Page 111

Bent not Broken Page 111

by Lisa De Jong


I try to pull my hand from Asher’s, but he’s got a good grip. “I should probably get back to work.”

“I need to head into the city today. I won’t be back until later.”

“What’s in the city?” I ask.

“Just some things I have to take care of,” he replies, rubbing his thumb across the back of my hand before finally releasing me. I felt so sure about where our relationship was going yesterday, but uncertainty is all that hangs between us right now. It seems like he’s pulling away from me.

“So will I see you soon?” I ask, shoving my hands in the pockets on the front of my apron.

“I hope so,” he answers, tilting his head to one side. “By the way, can I get a stack of these napkins?” He grabs the napkin he mutilated off the table and hands it to me. I have this weird feeling in my stomach that I may not see him again, and it’s eating me up.

“Is something else bothering you?”

“Nothing you need to worry about right now,” he replies, resting his palm against my cheek. I want him to open up to me. I want him to need me the way I need him.

I draw in a deep breath and wrap my fingers around his wrist to pull his hand from my cheek, “Asher-”

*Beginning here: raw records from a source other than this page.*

pub mod points;
pub mod probabilities;

pub use points::synthesize_points;
pub use probabilities::synthesize_prediction;
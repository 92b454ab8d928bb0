use std::collections::BTreeMap;

use chrono::{DateTime, Utc};
use serde::{Deserialize, Serialize};

use crate::model::activity::{ActivityLabel, LABEL_COUNT, active_labels, label_order};

/// Per-label probability, indexed by `ActivityLabel::index`.
///
/// Values are each in [0, 1] but are not guaranteed to sum to 1: the mock
/// synthesizer leaves an unassigned residual in place rather than
/// renormalizing.
#[derive(Debug, Clone, Copy, PartialEq)]
pub struct Probabilities([f64; LABEL_COUNT]);

impl Probabilities {
    pub fn zeroed() -> Self {
        Self([0.0; LABEL_COUNT])
    }

    pub fn get(&self, label: ActivityLabel) -> f64 {
        self.0[label.index()]
    }

    pub fn set(&mut self, label: ActivityLabel, value: f64) {
        self.0[label.index()] = value;
    }

    pub fn iter(&self) -> impl Iterator<Item = (ActivityLabel, f64)> + '_ {
        label_order().iter().map(|&l| (l, self.0[l.index()]))
    }

    pub fn total(&self) -> f64 {
        self.0.iter().sum()
    }

    /// First label holding the maximum; `Idle` at -1 is the starting point,
    /// so an all-zero vector still yields its first entry.
    pub fn argmax(&self) -> (ActivityLabel, f64) {
        let mut best = ActivityLabel::Idle;
        let mut best_p = -1.0;
        for (label, p) in self.iter() {
            if p > best_p {
                best_p = p;
                best = label;
            }
        }
        (best, best_p)
    }

    /// Maps a classifier output vector onto labels in model class order.
    /// Entries beyond the twelve active classes are ignored; missing entries
    /// and `Idle` stay at 0.
    pub fn from_model_output(output: &[f32]) -> Self {
        let mut probs = Self::zeroed();
        for (label, &p) in active_labels().iter().zip(output.iter()) {
            probs.set(*label, f64::from(p));
        }
        probs
    }

    /// Labels sorted by descending probability, ties in enumeration order.
    pub fn ranked(&self) -> Vec<(ActivityLabel, f64)> {
        let mut out = self.iter().collect::<Vec<_>>();
        out.sort_by(|a, b| b.1.partial_cmp(&a.1).unwrap_or(std::cmp::Ordering::Equal));
        out
    }
}

impl Serialize for Probabilities {
    fn serialize<S: serde::Serializer>(&self, serializer: S) -> Result<S::Ok, S::Error> {
        let map = self.iter().collect::<BTreeMap<_, _>>();
        map.serialize(serializer)
    }
}

impl<'de> Deserialize<'de> for Probabilities {
    fn deserialize<D: serde::Deserializer<'de>>(deserializer: D) -> Result<Self, D::Error> {
        let map = BTreeMap::<ActivityLabel, f64>::deserialize(deserializer)?;
        let mut probs = Self::zeroed();
        for (label, p) in map {
            probs.set(label, p);
        }
        Ok(probs)
    }
}

#[derive(Debug, Clone, PartialEq, Serialize, Deserialize)]
pub struct PredictionResult {
    pub activity: ActivityLabel,
    pub confidence: f64,
    pub probabilities: Probabilities,
    pub timestamp: DateTime<Utc>,
}

impl PredictionResult {
    /// Builds a result whose label and confidence are the argmax of `probabilities`.
    pub fn from_probabilities(probabilities: Probabilities) -> Self {
        let (activity, confidence) = probabilities.argmax();
        Self {
            activity,
            confidence,
            probabilities,
            timestamp: Utc::now(),
        }
    }

    pub fn is_fall(&self) -> bool {
        self.activity == ActivityLabel::Fall
    }
}

#[cfg(test)]
#[path = "../../tests/src_inline/model/prediction.rs"]
mod tests;
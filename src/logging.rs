use tracing_subscriber::EnvFilter;

/// Installs the stderr fmt subscriber. `RUST_LOG` wins over `verbose`.
pub fn init(verbose: bool) {
    let default = if verbose { "debug" } else { "info" };
    let filter = EnvFilter::try_from_default_env().unwrap_or_else(|_| EnvFilter::new(default));
    let _ = tracing_subscriber::fmt()
        .with_env_filter(filter)
        .with_writer(std::io::stderr)
        .with_target(false)
        .try_init();
}
use std::path::{Path, PathBuf};

use tracing::info;

use crate::inference::error::{InferenceError, InferenceResult};
use crate::inference::tensor::Tensor;
use crate::model::activity::ActivityLabel;

pub const DEFAULT_SAMPLE_PATH: &str = "public/data/test_sample.json";

/// One pre-recorded radar sample.
#[derive(Debug, Clone)]
pub struct RadarSample {
    pub path: PathBuf,
    pub tensor: Tensor,
    pub ground_truth: Option<ActivityLabel>,
}

pub async fn load_sample(path: &Path) -> InferenceResult<RadarSample> {
    info!("loading sample from {}", path.display());
    let text = tokio::fs::read_to_string(path)
        .await
        .map_err(|e| InferenceError::SampleLoad(format!("{}: {}", path.display(), e)))?;
    parse_sample(path, &text)
}

pub fn parse_sample(path: &Path, text: &str) -> InferenceResult<RadarSample> {
    let value: serde_json::Value = serde_json::from_str(text)
        .map_err(|e| InferenceError::SampleLoad(format!("{}: {}", path.display(), e)))?;
    let tensor = Tensor::from_json(&value)?;
    Ok(RadarSample {
        path: path.to_path_buf(),
        tensor,
        ground_truth: ground_truth_from_path(path),
    })
}

/// Samples exported from the training set sit under a folder named after
/// their class, e.g. `.../walk/person7_walk_1.json`.
pub fn ground_truth_from_path(path: &Path) -> Option<ActivityLabel> {
    let parent = path.parent()?.file_name()?.to_str()?;
    ActivityLabel::from_key(&parent.to_ascii_lowercase())
}

#[cfg(test)]
#[path = "../../tests/src_inline/inference/sample.rs"]
mod tests;
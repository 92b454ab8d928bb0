use std::fmt;
use std::str::FromStr;

use serde::{Deserialize, Serialize};

pub const LABEL_COUNT: usize = 13;
pub const ACTIVE_LABEL_COUNT: usize = 12;

/// Closed set of activity classes. Declaration order is the display order and
/// the order in which the classifier emits its output vector; `Idle` is last
/// and is never produced by the model itself.
#[derive(Debug, Clone, Copy, PartialEq, Eq, Hash, PartialOrd, Ord, Serialize, Deserialize)]
#[serde(rename_all = "SCREAMING_SNAKE_CASE")]
pub enum ActivityLabel {
    Boxing,
    Fall,
    Jump,
    LeftForerake,
    LeftHandWave,
    OpenArms,
    RightForerake,
    RightHandWave,
    Sit,
    Squat,
    Stand,
    Walk,
    Idle,
}

pub fn label_order() -> &'static [ActivityLabel; LABEL_COUNT] {
    &[
        ActivityLabel::Boxing,
        ActivityLabel::Fall,
        ActivityLabel::Jump,
        ActivityLabel::LeftForerake,
        ActivityLabel::LeftHandWave,
        ActivityLabel::OpenArms,
        ActivityLabel::RightForerake,
        ActivityLabel::RightHandWave,
        ActivityLabel::Sit,
        ActivityLabel::Squat,
        ActivityLabel::Stand,
        ActivityLabel::Walk,
        ActivityLabel::Idle,
    ]
}

/// The twelve labels the classifier can emit, in output-vector order.
pub fn active_labels() -> &'static [ActivityLabel] {
    &label_order()[..ACTIVE_LABEL_COUNT]
}

impl ActivityLabel {
    pub fn index(self) -> usize {
        self as usize
    }

    pub fn is_idle(self) -> bool {
        self == ActivityLabel::Idle
    }

    /// Dataset folder name used when the classifier was trained.
    pub fn key(self) -> &'static str {
        match self {
            ActivityLabel::Boxing => "box",
            ActivityLabel::Fall => "fall",
            ActivityLabel::Jump => "jump",
            ActivityLabel::LeftForerake => "left_forerake",
            ActivityLabel::LeftHandWave => "left_hand_wave",
            ActivityLabel::OpenArms => "open_arms",
            ActivityLabel::RightForerake => "right_forerake",
            ActivityLabel::RightHandWave => "right_hand_wave",
            ActivityLabel::Sit => "sit",
            ActivityLabel::Squat => "squat",
            ActivityLabel::Stand => "stand",
            ActivityLabel::Walk => "walk",
            ActivityLabel::Idle => "idle",
        }
    }

    pub fn display_name(self) -> &'static str {
        match self {
            ActivityLabel::Boxing => "Boxing",
            ActivityLabel::Fall => "Fall",
            ActivityLabel::Jump => "Jump",
            ActivityLabel::LeftForerake => "Left forerake",
            ActivityLabel::LeftHandWave => "Left hand wave",
            ActivityLabel::OpenArms => "Open arms",
            ActivityLabel::RightForerake => "Right forerake",
            ActivityLabel::RightHandWave => "Right hand wave",
            ActivityLabel::Sit => "Sit",
            ActivityLabel::Squat => "Squat",
            ActivityLabel::Stand => "Stand",
            ActivityLabel::Walk => "Walk",
            ActivityLabel::Idle => "Unknown / idle",
        }
    }

    pub fn color(self) -> &'static str {
        match self {
            ActivityLabel::Boxing => "#ec4899",
            ActivityLabel::Fall => "#ef4444",
            ActivityLabel::Jump => "#f59e0b",
            ActivityLabel::LeftForerake => "#8b5cf6",
            ActivityLabel::LeftHandWave => "#6366f1",
            ActivityLabel::OpenArms => "#14b8a6",
            ActivityLabel::RightForerake => "#a855f7",
            ActivityLabel::RightHandWave => "#3b82f6",
            ActivityLabel::Sit => "#10b981",
            ActivityLabel::Squat => "#f97316",
            ActivityLabel::Stand => "#06b6d4",
            ActivityLabel::Walk => "#22c55e",
            ActivityLabel::Idle => "#64748b",
        }
    }

    pub fn description(self) -> &'static str {
        match self {
            ActivityLabel::Boxing => "Rapid limb extension and striking motion detected.",
            ActivityLabel::Fall => "Sudden acceleration and sharp height drop detected. Emergency!",
            ActivityLabel::Jump => "Pronounced vertical displacement detected.",
            ActivityLabel::LeftForerake => "Body leaning forward to the left detected.",
            ActivityLabel::LeftHandWave => "Left hand waving motion detected.",
            ActivityLabel::OpenArms => "Arms opening motion detected.",
            ActivityLabel::RightForerake => "Body leaning forward to the right detected.",
            ActivityLabel::RightHandWave => "Right hand waving motion detected.",
            ActivityLabel::Sit => "Sitting motion or seated posture detected.",
            ActivityLabel::Squat => "Squatting motion detected.",
            ActivityLabel::Stand => "Standing posture detected.",
            ActivityLabel::Walk => "Normal gait pattern detected.",
            ActivityLabel::Idle => "No significant human activity signal.",
        }
    }

    pub fn from_key(key: &str) -> Option<ActivityLabel> {
        label_order().iter().copied().find(|l| l.key() == key)
    }
}

impl fmt::Display for ActivityLabel {
    fn fmt(&self, f: &mut fmt::Formatter<'_>) -> fmt::Result {
        f.write_str(self.display_name())
    }
}

#[derive(Debug, Clone, PartialEq, Eq)]
pub struct UnknownLabel(pub String);

impl fmt::Display for UnknownLabel {
    fn fmt(&self, f: &mut fmt::Formatter<'_>) -> fmt::Result {
        write!(f, "unknown activity label: {}", self.0)
    }
}

impl std::error::Error for UnknownLabel {}

impl FromStr for ActivityLabel {
    type Err = UnknownLabel;

    /// Accepts the dataset key (`left_hand_wave`), the variant name in any
    /// case (`LEFT_HAND_WAVE`, `LeftHandWave`) or `boxing` for `box`.
    fn from_str(s: &str) -> Result<Self, Self::Err> {
        let norm = s.trim().to_ascii_lowercase().replace(['-', ' '], "_");
        if let Some(label) = ActivityLabel::from_key(&norm) {
            return Ok(label);
        }
        let squashed = norm.replace('_', "");
        for &label in label_order() {
            let variant = format!("{label:?}").to_ascii_lowercase();
            if variant == squashed {
                return Ok(label);
            }
        }
        Err(UnknownLabel(s.to_string()))
    }
}

#[cfg(test)]
#[path = "../../tests/src_inline/model/activity.rs"]
mod tests;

“Not now,” he says, leaning in closer to me. His expression is more relaxed, but uneasiness still rips through me like a tidal wave. I would give anything to know what’s going through Asher’s head right now. What if I blew my chance to be with him too? Maybe he’s decided that I’m not worth the trouble. I close my eyes and say a silent prayer that it’s the latter.

I hear someone clear their throat beside me and turn to see my mom standing at my side, nodding toward my waiting table. “Kate.”

“I’m going,” I snap, standing in front of her. “Can you get Asher some napkins, please?” Asher’s hand brushes the back of mine as I walk past him, sending a warm jolt up my arm. I look back to see his cheeks dimple, a sign that maybe everything will be all right. I need more than a sign right now, though. I need a promise because once I give my heart to someone; I don’t ever want it back.

I toss the torn napkin in the garbage and quickly walk over to my table.

****

When I leave work, I’m still upset about the way Asher was acting when he came in earlier. Is he concerned about my relationship with Beau? Did I do something else to irritate him? I just wish I knew because I hate this living in limbo thing.

As I get closer to my car, I see something white under my windshield wiper. People are always leaving notes about babysitting and lawn services on my car. It annoys me because they end up sitting on the floorboard until it’s time for my semi-annual cleaning. When I pull the wiper up and grab the paper between my fingers, I realize it’s a napkin with Asher’s handwriting in the center.

Be at the lake house by 7 tonight. Wear something warm.

****

I suddenly feel completely awake after my tiring day because I’ll be seeing Asher in just a few hours. I think that’s the key to living a fulfilled life; having a reason or purpose. I have that now, and I’m going to hold onto him for as long as I can.

I throw my phone on the bed and pull on my favorite blue jeans and a long-sleeve white t-shirt. I layer a second t-shirt and then pick a thick navy blue cowl neck sweater from my closet and pull my caramel colored pea coat over it.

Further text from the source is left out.